Adventure Roads of BC’s Northwest Heartland is comprised of ten chapters of scenic trips through the mainland of the province. Her book is based on an earlier (2008) production titled Country Roads of British Columbia: Exploring the Interior, but now out of print, so Bryan saw fit to bring it up to date.

Three excellent maps by cartographer Eric Leinberger, with colour references to the chapters, cover the trips through some of the most historical northwest parts of the province. From Merritt to Barkerville and Kamloops to Bella Coola, the book takes me back to many places I have personally visited and worked. Bryan makes me want to return to see what has changed and what has remained the same.

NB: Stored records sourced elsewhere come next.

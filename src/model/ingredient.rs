//! Ingredient stock records shared by every concurrent preparation.

use std::fmt::Display;
use std::sync::atomic::{AtomicU32, Ordering};

/// Mutable stock record for one named ingredient.
///
/// # Concurrency
/// The quantity lives in an [`AtomicU32`] and is only ever changed through
/// [`try_consume`](Self::try_consume) (a single compare-and-update loop) or
/// [`refill`](Self::refill). A decrement that would go below zero is rejected
/// and leaves the quantity untouched, so the stock can never go negative no
/// matter how many outlets race on it.
///
/// The minimum threshold is fixed when the record is created.
#[derive(Debug)]
pub struct IngredientStock {
    name: String,
    quantity: AtomicU32,
    minimum_threshold: u32,
}

impl IngredientStock {
    /// Creates a new stock record.
    ///
    /// # Arguments
    /// * `name` - Unique ingredient name (the inventory key)
    /// * `quantity` - Initial quantity on hand
    /// * `minimum_threshold` - Quantity below which the ingredient is running low
    pub fn new(name: impl Into<String>, quantity: u32, minimum_threshold: u32) -> Self {
        Self {
            name: name.into(),
            quantity: AtomicU32::new(quantity),
            minimum_threshold,
        }
    }

    pub fn name(&self) -> &str {
        &self.name
    }

    /// Current quantity on hand.
    pub fn quantity(&self) -> u32 {
        self.quantity.load(Ordering::SeqCst)
    }

    pub fn minimum_threshold(&self) -> u32 {
        self.minimum_threshold
    }

    /// True when the quantity is strictly below the minimum threshold.
    pub fn is_running_low(&self) -> bool {
        self.quantity() < self.minimum_threshold
    }

    /// Atomically takes `amount` out of the stock if enough is left.
    ///
    /// Returns `Ok(remaining)` on success, or `Err(current)` with the quantity
    /// observed at the moment of the rejected update.
    pub fn try_consume(&self, amount: u32) -> Result<u32, u32> {
        self.quantity
            .fetch_update(Ordering::SeqCst, Ordering::SeqCst, |current| {
                current.checked_sub(amount)
            })
            .map(|previous| previous - amount)
    }

    /// Unconditionally resets the quantity.
    pub fn refill(&self, quantity: u32) {
        self.quantity.store(quantity, Ordering::SeqCst);
    }

    /// Point-in-time copy used for low-stock reporting.
    pub fn snapshot(&self) -> LowStock {
        LowStock {
            ingredient: self.name.clone(),
            quantity_left: self.quantity(),
        }
    }
}

/// An `(ingredient, quantity left)` pair reported after a scenario.
#[derive(Debug, Clone, PartialEq, Eq)]
pub struct LowStock {
    pub ingredient: String,
    pub quantity_left: u32,
}

impl Display for LowStock {
    fn fmt(&self, f: &mut std::fmt::Formatter<'_>) -> std::fmt::Result {
        write!(f, "{} | {}", self.ingredient, self.quantity_left)
    }
}
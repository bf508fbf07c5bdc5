use core::sync::atomic::Ordering;

use super::{DeviceCore, TouchDevice};
use crate::{
    bus::TouchBus,
    config::{EVENT_TIMER_INTERVAL_MS, QUIET_THRESHOLD_MS, STATUS_REPORT_PERIOD_MS},
    error::{Error, ErrorKind},
    events::InputSink,
    health::HealthEvent,
    platform::TouchPlatform,
    power::SysMode,
    protocol::{reg, ScanStatus},
};

#[derive(Clone, Copy, Debug, PartialEq, Eq)]
pub enum TickOutcome {
    /// The interrupt path or another task holds the device.
    Busy,
    Skipped,
    Quiet,
    IdleCheckQueued,
}

#[derive(Clone, Copy, Debug, PartialEq, Eq)]
pub enum IdleCheckOutcome {
    Skipped,
    Advanced,
    Stalled,
    ResetScheduled,
}

#[derive(Clone, Copy, Debug, PartialEq, Eq)]
pub enum RecoveryOutcome {
    Recovered,
    Dropped,
    Failed,
}

impl<B: TouchBus, P: TouchPlatform, S: InputSink> TouchDevice<B, P, S> {
    /// Periodic watchdog tick. Never waits; always re-arms the timer.
    pub fn on_timer_tick(&self, now_ms: u64) -> TickOutcome {
        let outcome = self.tick_inner(now_ms);
        self.event_timer.rearm(now_ms, EVENT_TIMER_INTERVAL_MS);
        outcome
    }

    fn tick_inner(&self, now_ms: u64) -> TickOutcome {
        if self.irq_working.load(Ordering::Acquire) {
            return TickOutcome::Busy;
        }
        let Ok(mut guard) = self.core.try_lock() else {
            return TickOutcome::Busy;
        };
        let core = &mut *guard;
        let status = core.status;

        if !status.initialized || status.recording || !status.event_mode {
            return TickOutcome::Skipped;
        }
        if core.mode() != SysMode::PowerOn || status.maintenance.any() {
            return TickOutcome::Skipped;
        }
        if !status.noise_check_enabled || self.quiet_for(now_ms) <= QUIET_THRESHOLD_MS {
            return TickOutcome::Quiet;
        }

        if self.idle_check.schedule(now_ms, 0) {
            let output = core.health.handle(HealthEvent::CheckScheduled);
            self.apply_health(output, now_ms);
        }
        TickOutcome::IdleCheckQueued
    }

    /// Deferred idle/noise check against the controller scan counter.
    pub async fn run_idle_check(&self, now_ms: u64) -> IdleCheckOutcome {
        if self.gate.is_locked() {
            log::debug!("touch: idle_check_skipped reason=secure");
            return IdleCheckOutcome::Skipped;
        }

        let mut guard = self.core.lock().await;
        let core = &mut *guard;
        if !core.status.initialized || core.mode() != SysMode::PowerOn {
            return IdleCheckOutcome::Skipped;
        }

        let read = core.bus(&self.gate).read_word(reg::TOUCH_STATUS);
        let scan_count = match read {
            Ok(word) => match ScanStatus::parse(word) {
                Ok(scan) => {
                    if !scan.finger_enable && core.decoder.pressed() > 0 {
                        core.clear_input();
                    }
                    Some(scan.scan_count)
                }
                Err(err) => {
                    log::warn!("touch: scan_status_invalid err={:?}", err);
                    None
                }
            },
            Err(Error::SessionLocked) => return IdleCheckOutcome::Skipped,
            Err(err) => {
                log::warn!("touch: scan_status_read_failed err={}", err.label());
                None
            }
        };

        let before = core.health.counters().scan_count;
        let output = core.health.handle(HealthEvent::ScanRead { scan_count });
        self.apply_health(output, now_ms);
        let after = core.health.counters().scan_count;

        if output.reset_requested().is_some() {
            IdleCheckOutcome::ResetScheduled
        } else if scan_count.is_some_and(|count| count != before && count == after) {
            IdleCheckOutcome::Advanced
        } else {
            IdleCheckOutcome::Stalled
        }
    }

    /// Deferred reset: disable, power-cycle, clear, re-enable, restart.
    pub async fn run_reset_recovery(&self, now_ms: u64) -> RecoveryOutcome {
        let mut guard = self.core.lock().await;
        let core = &mut *guard;

        if let Some(reason) = self.recovery_blocker(core) {
            log::warn!("touch: reset_dropped reason={}", reason);
            let output = core.health.handle(HealthEvent::RecoveryDropped);
            self.apply_health(output, now_ms);
            return RecoveryOutcome::Dropped;
        }

        let kind = core.health.escalation();
        log::info!(
            "touch: reset_start kind={}",
            kind.map_or("request", ErrorKind::label)
        );

        core.disable_irq();
        Self::hardware_reset(core);
        core.clear_input();
        core.enable_irq();

        let mut restarted = self.start(core, now_ms);
        if restarted.is_ok() && core.mode() == SysMode::LowPowerMonitor {
            restarted = self.enter_gesture_mode(core);
        }

        match restarted {
            Ok(()) => {
                let output = core.health.handle(HealthEvent::RecoveryFinished);
                self.apply_health(output, now_ms);
                RecoveryOutcome::Recovered
            }
            Err(err) => {
                log::error!("touch: reset_failed err={}", err.label());
                let output = core.health.handle(HealthEvent::RecoveryDropped);
                self.apply_health(output, now_ms);
                RecoveryOutcome::Failed
            }
        }
    }

    fn recovery_blocker(&self, core: &DeviceCore<B, P, S>) -> Option<&'static str> {
        if self.gate.is_locked() {
            return Some("secure");
        }
        if !core.status.initialized {
            return Some("uninitialized");
        }
        if core.mode() == SysMode::PowerOff {
            return Some("power_off");
        }
        if core.status.maintenance.any() {
            return Some(core.status.maintenance.label());
        }
        None
    }

    /// Periodic status line; reschedules itself.
    pub async fn run_status_report(&self, now_ms: u64) {
        {
            let core = self.core.lock().await;
            let table = core.decoder.table();
            if core.mode() == SysMode::PowerOn && table.pressed == 0 {
                let counters = core.health.counters();
                let gesture = self.gesture.snapshot();
                log::info!(
                    "touch: status mode={} health={} features=0x{:04x} fingers={} multi={} scan={} retry={} irq_err={} spay={} aod={} singletap={} glitches={}",
                    core.mode().label(),
                    core.health.phase().label(),
                    core.status.features.to_bits(),
                    table.all_finger_count,
                    table.all_multi_finger_count,
                    counters.scan_count,
                    counters.scan_retry,
                    counters.irq_err_cnt,
                    gesture.spay_count,
                    gesture.aod_count,
                    gesture.singletap_count,
                    core.status.glitch_count
                );
            }
        }
        self.status_report.schedule(now_ms, STATUS_REPORT_PERIOD_MS);
    }
}
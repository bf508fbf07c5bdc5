use embedded_hal::{delay::DelayNs, digital::OutputPin};

pub trait DelayOps {
    fn delay_ms(&mut self, millis: u32);
}

/// Board-level control lines around the touch controller.
pub trait TouchPlatform: DelayOps {
    fn set_power(&mut self, on: bool);
    fn set_irq_enabled(&mut self, enabled: bool);
    fn set_irq_wake(&mut self, enabled: bool);
}

/// Platform backed by a supply-enable pin and a blocking delay.
///
/// Interrupt masking is done by the device in software; the pin itself
/// stays configured as an input.
pub struct PinPlatform<P, D> {
    power: P,
    delay: D,
}

impl<P: OutputPin, D: DelayNs> PinPlatform<P, D> {
    pub fn new(power: P, delay: D) -> Self {
        Self { power, delay }
    }
}

impl<P: OutputPin, D: DelayNs> DelayOps for PinPlatform<P, D> {
    fn delay_ms(&mut self, millis: u32) {
        self.delay.delay_ms(millis);
    }
}

impl<P: OutputPin, D: DelayNs> TouchPlatform for PinPlatform<P, D> {
    fn set_power(&mut self, on: bool) {
        let result = if on {
            self.power.set_high()
        } else {
            self.power.set_low()
        };
        if result.is_err() {
            log::warn!("touch: power_pin_failed on={}", on);
        }
    }

    fn set_irq_enabled(&mut self, enabled: bool) {
        log::debug!("touch: irq enabled={}", enabled);
    }

    fn set_irq_wake(&mut self, enabled: bool) {
        log::debug!("touch: irq_wake enabled={}", enabled);
    }
}
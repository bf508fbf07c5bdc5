use embassy_sync::{blocking_mutex::raw::CriticalSectionRawMutex, channel::Channel};
use tsp_runtime::{
    bus::DEFAULT_I2C_ADDRESS,
    config::{TouchConfig, EVENT_QUEUE_DEPTH},
    events::InputEvent,
};

pub(crate) const TOUCH_I2C_ADDRESS: u8 = DEFAULT_I2C_ADDRESS;
pub(crate) const TOUCH_I2C_KHZ: u32 = 400;
pub(crate) const TOUCH_I2C_TIMEOUT_MS: u64 = 40;
pub(crate) const PANEL_WIDTH: u16 = 1080;
pub(crate) const PANEL_HEIGHT: u16 = 2400;

pub(crate) const TOUCH_CONFIG: TouchConfig = TouchConfig::DEFAULT.with_panel(PANEL_WIDTH, PANEL_HEIGHT);

pub(crate) static TOUCH_EVENTS: Channel<CriticalSectionRawMutex, InputEvent, EVENT_QUEUE_DEPTH> =
    Channel::new();
use embassy_sync::blocking_mutex::raw::CriticalSectionRawMutex;
use embassy_time::{Duration, Instant, Timer};
use esp_hal::{
    delay::Delay,
    gpio::{Input, Output},
    i2c::master::I2c,
    Blocking,
};
use tsp_runtime::{
    bus::I2cTouchBus,
    config::EVENT_QUEUE_DEPTH,
    device::TouchDevice,
    events::{ChannelSink, InputEvent},
    platform::PinPlatform,
    runtime,
};

use super::config::TOUCH_EVENTS;

const TOUCH_PROBE_RETRY_MS: u64 = 2_000;

pub(crate) type Touch = TouchDevice<
    I2cTouchBus<I2c<'static, Blocking>>,
    PinPlatform<Output<'static>, Delay>,
    ChannelSink<'static, CriticalSectionRawMutex, EVENT_QUEUE_DEPTH>,
>;

#[embassy_executor::task]
pub(crate) async fn touch_irq_task(device: &'static Touch, touch_irq: Input<'static>) {
    runtime::interrupt_loop(device, touch_irq).await
}

#[embassy_executor::task]
pub(crate) async fn touch_timer_task(device: &'static Touch) {
    runtime::event_timer_loop(device).await
}

#[embassy_executor::task]
pub(crate) async fn touch_idle_check_task(device: &'static Touch) {
    runtime::idle_check_loop(device).await
}

#[embassy_executor::task]
pub(crate) async fn touch_reset_task(device: &'static Touch) {
    runtime::reset_loop(device).await
}

#[embassy_executor::task]
pub(crate) async fn touch_status_task(device: &'static Touch) {
    runtime::status_report_loop(device).await
}

#[embassy_executor::task]
pub(crate) async fn touch_probe_task(device: &'static Touch) {
    loop {
        match device.probe(Instant::now().as_millis()).await {
            Ok(()) => return,
            Err(err) => {
                log::warn!("touch: probe_retry err={}", err.label());
                Timer::after(Duration::from_millis(TOUCH_PROBE_RETRY_MS)).await;
            }
        }
    }
}

#[embassy_executor::task]
pub(crate) async fn input_event_task() {
    loop {
        match TOUCH_EVENTS.receive().await {
            InputEvent::Press { slot, contact } => {
                log::info!("input: press slot={} x={} y={}", slot, contact.x, contact.y)
            }
            InputEvent::Release { slot } => log::info!("input: release slot={}", slot),
            InputEvent::Move { .. } => {}
            other => log::info!("input: {:?}", other),
        }
    }
}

This bridge over the Fraser River, west of Williams Lake, is the unofficial divide between the Cariboo and the Chilcotin. Photo by Liz Bryan

There have been many travel books produced about British Columbia over the years that combine photographs and narratives. Since the 1970s, colour photography has dominated these works. One of the earliest regional portraits of BC has been a set of books from the late sixties and 1970s by Anthony Carter, titled the Indian Heritage Series. Since then, many parts of the province have been profiled in picture and text. In recent years, Chris Harris, beginning with Cariboo Country: British Columbia’s Spirit of the West (1995) has taken a mainly pictorial approach. Now, Liz Bryan has set a new standard combining beautiful imagery with colourful travelogue.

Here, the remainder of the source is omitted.